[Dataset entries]
· · ·
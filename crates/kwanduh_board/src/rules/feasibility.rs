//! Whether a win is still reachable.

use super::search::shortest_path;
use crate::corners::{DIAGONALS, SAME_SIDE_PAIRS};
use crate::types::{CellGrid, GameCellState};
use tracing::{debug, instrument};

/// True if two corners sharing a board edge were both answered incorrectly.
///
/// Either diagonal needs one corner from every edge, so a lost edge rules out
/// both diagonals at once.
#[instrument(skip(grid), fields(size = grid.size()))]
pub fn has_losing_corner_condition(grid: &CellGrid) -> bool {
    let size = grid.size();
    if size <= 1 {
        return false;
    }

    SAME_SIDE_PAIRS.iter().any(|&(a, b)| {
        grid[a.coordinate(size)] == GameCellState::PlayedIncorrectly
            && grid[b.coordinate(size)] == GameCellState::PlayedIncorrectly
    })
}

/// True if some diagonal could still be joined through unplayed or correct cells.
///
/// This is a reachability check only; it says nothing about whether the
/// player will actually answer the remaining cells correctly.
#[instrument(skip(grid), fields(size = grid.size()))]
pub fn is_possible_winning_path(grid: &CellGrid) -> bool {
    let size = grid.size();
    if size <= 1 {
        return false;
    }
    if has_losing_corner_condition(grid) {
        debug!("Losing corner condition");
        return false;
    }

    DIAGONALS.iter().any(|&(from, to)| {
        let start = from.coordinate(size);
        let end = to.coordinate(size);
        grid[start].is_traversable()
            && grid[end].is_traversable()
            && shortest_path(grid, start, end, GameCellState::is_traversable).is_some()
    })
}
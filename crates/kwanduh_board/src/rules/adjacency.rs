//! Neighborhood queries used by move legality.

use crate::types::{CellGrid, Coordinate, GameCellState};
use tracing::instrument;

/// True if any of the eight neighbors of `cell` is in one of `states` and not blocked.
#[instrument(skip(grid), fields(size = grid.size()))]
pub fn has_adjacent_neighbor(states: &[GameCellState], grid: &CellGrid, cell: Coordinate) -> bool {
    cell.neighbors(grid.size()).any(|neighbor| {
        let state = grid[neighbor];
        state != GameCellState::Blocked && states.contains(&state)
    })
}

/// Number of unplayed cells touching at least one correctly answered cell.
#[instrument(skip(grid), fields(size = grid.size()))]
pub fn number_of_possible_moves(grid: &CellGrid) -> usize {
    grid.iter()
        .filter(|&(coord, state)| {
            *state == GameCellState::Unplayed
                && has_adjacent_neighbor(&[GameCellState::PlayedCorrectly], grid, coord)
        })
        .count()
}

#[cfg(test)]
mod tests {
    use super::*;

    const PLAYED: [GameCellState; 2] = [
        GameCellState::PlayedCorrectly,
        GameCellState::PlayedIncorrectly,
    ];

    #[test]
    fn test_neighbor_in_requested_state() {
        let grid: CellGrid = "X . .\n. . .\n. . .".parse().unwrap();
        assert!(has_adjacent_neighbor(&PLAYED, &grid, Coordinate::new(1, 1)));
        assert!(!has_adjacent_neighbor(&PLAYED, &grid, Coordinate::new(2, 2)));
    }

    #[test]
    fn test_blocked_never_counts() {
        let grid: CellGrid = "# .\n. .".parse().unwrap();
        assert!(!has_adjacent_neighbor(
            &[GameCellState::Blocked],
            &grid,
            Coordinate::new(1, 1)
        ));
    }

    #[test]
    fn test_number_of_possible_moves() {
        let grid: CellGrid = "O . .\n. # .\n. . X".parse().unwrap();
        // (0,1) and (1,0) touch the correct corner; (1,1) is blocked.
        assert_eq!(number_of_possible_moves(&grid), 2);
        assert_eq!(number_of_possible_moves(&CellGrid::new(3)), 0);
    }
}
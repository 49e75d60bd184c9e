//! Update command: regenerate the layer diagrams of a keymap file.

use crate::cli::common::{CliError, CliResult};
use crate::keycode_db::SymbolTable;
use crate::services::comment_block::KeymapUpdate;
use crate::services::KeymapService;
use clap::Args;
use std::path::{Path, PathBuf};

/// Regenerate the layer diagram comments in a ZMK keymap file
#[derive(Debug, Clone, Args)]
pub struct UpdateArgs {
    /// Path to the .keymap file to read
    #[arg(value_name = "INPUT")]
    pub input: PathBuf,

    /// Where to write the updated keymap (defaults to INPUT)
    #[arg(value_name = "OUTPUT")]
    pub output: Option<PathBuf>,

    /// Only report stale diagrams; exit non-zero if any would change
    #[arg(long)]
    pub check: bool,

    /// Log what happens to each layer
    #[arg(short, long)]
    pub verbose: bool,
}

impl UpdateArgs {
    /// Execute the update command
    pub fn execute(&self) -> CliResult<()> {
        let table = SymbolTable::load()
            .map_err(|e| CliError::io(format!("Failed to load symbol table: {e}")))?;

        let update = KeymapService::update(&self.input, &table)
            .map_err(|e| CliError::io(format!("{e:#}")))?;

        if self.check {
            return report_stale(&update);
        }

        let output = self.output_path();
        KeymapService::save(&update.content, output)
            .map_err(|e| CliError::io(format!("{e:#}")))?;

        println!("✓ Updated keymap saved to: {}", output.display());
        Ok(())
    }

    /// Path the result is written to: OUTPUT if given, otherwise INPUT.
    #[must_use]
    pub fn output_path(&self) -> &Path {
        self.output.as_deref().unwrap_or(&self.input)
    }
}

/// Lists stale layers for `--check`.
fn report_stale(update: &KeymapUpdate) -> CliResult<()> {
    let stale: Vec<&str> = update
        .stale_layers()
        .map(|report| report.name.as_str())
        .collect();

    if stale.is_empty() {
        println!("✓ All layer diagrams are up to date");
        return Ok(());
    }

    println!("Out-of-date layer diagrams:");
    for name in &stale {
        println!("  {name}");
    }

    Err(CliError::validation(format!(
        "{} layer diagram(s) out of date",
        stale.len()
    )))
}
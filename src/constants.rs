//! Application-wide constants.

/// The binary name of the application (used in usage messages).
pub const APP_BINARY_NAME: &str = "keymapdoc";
· · ·
**Problem to work on**: Every line above that holds the string "PlayedCorrectly" should be returned.

**Answer to this exercise**:
                && has_adjacent_neighbor(&[GameCellState::PlayedCorrectly], grid, coord)
        GameCellState::PlayedCorrectly,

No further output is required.